Methods are currently available for

- {any}`sec_regressor_linear`

Note that by "regressor" we mean an algorithm or implementation used to fit and apply a regression
model, following standard parlance in the machine-learning community.
Regressor here does NOT mean an independent (or predictor) variable, as it often does in the
statistics community.

(sec_regressor_usage)=

## Basic Regressor Usage

`PetscRegressor` supports supervised learning tasks:
Given a matrix of observed data $X$ with size $n_{samples}$ by $n_{features}$,
predict a vector of "target" values $y$ (of size $n_{samples}$), where the $i$th entry of $y$
corresponds to the observation (or "sample") stored in the $i$th row of $X$.
Traditionally, when the target consists of continuous values this is called "regression",
and when it consists of discrete values (or "labels"), this task is called "classification";
we use `PetscRegressor` to support both of these cases.

Before a regressor can be used to make predictions, the model must be fitted using an initial set of training data.
Once a fitted model has been obtained, it can be used to predict target values for new observations.
Every `PetscRegressor` implementation provides a `Fit()` and a `Predict()` method to support this workflow.
Fitting (or "training") a model is a relatively computationally intensive task that generally involves solving an
optimization problem (often using `TAO` solvers) to determine the model parameters, whereas making predictions
(or performing "inference") is generally much simpler.

Here, we introduce a simple example to demonstrate `PetscRegressor` usage.
Please read {any}`sec_regressor_solvers` for more in-depth discussion.
The code presented {any}`below <regressor-ex3>` solves an ordinary linear
regression problem, with various options for regularization.

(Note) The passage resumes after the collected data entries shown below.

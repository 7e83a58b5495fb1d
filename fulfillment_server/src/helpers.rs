use std::{net::IpAddr, str::FromStr};

use actix_web::HttpRequest;
use hmac::{Hmac, Mac};
use log::{debug, trace};
use once_cell::sync::Lazy;
use regex::Regex;
use sha2::Sha256;

static FORWARDED_FOR: Lazy<Option<Regex>> = Lazy::new(|| Regex::new(r#"for="?(?P<ip>[^;,"]+)"#).ok());

/// Get the remote IP address from the request. It uses 3 sources to determine the IP address, in decreasing order
/// of preference:
/// 1. The `X-Forwarded-For` header, iif `use_x_forwarded_for` is set to true in the configuration.
/// 2. The `Forwarded` header, iif `use_forwarded` is set to true in the configuration.
/// 3. The peer address from the connection info.
pub fn get_remote_ip(req: &HttpRequest, use_x_forwarded_for: bool, use_forwarded: bool) -> Option<IpAddr> {
    let mut result = None;
    if use_x_forwarded_for {
        trace!("Checking X-Forwarded-For header");
        // The left-most entry is the original client
        result = req
            .headers()
            .get("X-Forwarded-For")
            .and_then(|v| v.to_str().ok())
            .and_then(|s| s.split(',').next())
            .and_then(|s| IpAddr::from_str(s.trim()).ok());
        if let Some(ip) = result {
            debug!("Using X-Forwarded-For header for remote address: {ip}");
        }
    }
    if use_forwarded && result.is_none() {
        trace!("Checking Forwarded header");
        result = req
            .headers()
            .get("Forwarded")
            .and_then(|v| v.to_str().ok())
            .and_then(forwarded_for);
        if let Some(ip) = result {
            debug!("Using Forwarded header for remote address: {ip}");
        }
    }
    result.or_else(|| {
        let peer_addr = req.connection_info().peer_addr().map(|a| a.to_string());
        trace!("Using Peer address for remote address: {:?}", peer_addr);
        peer_addr.and_then(|s| IpAddr::from_str(&s).ok())
    })
}

fn forwarded_for(header: &str) -> Option<IpAddr> {
    let re = FORWARDED_FOR.as_ref()?;
    let ip = re.captures(header)?.name("ip")?.as_str();
    IpAddr::from_str(ip.trim_start_matches('[').trim_end_matches(']')).ok()
}

/// Compares two tokens without leaking, through timing, how much of them matched.
///
/// Both values are MACed under a per-call random key, and the tags are compared in constant time.
pub fn tokens_match(presented: &str, expected: &str) -> bool {
    let key = rand::random::<[u8; 32]>();
    let tag = |value: &str| {
        // HMAC accepts keys of any length
        let mut mac = <Hmac<Sha256> as Mac>::new_from_slice(&key).ok()?;
        mac.update(value.as_bytes());
        Some(mac.finalize())
    };
    match (tag(presented), tag(expected)) {
        (Some(a), Some(b)) => a == b,
        _ => false,
    }
}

In the simplest usage of a regressor, the user provides a training (or "design") matrix
(`Mat`) and a target vector (`Vec`) against which to fit the model.
Once the regressor is fitted, the user can then obtain a vector of predicted values for a set of new observations.

PETSc's default method for solving regression problems is ordinary least squares,
`REGRESSOR_LINEAR_OLS`, which is a sub-type of linear regressor,
`PETSCREGRESSORLINEAR`.
By "linear" we mean that the model $f(x, \theta)$ is linear in its coefficients $\theta$
but not necessarily linear in its features $x$.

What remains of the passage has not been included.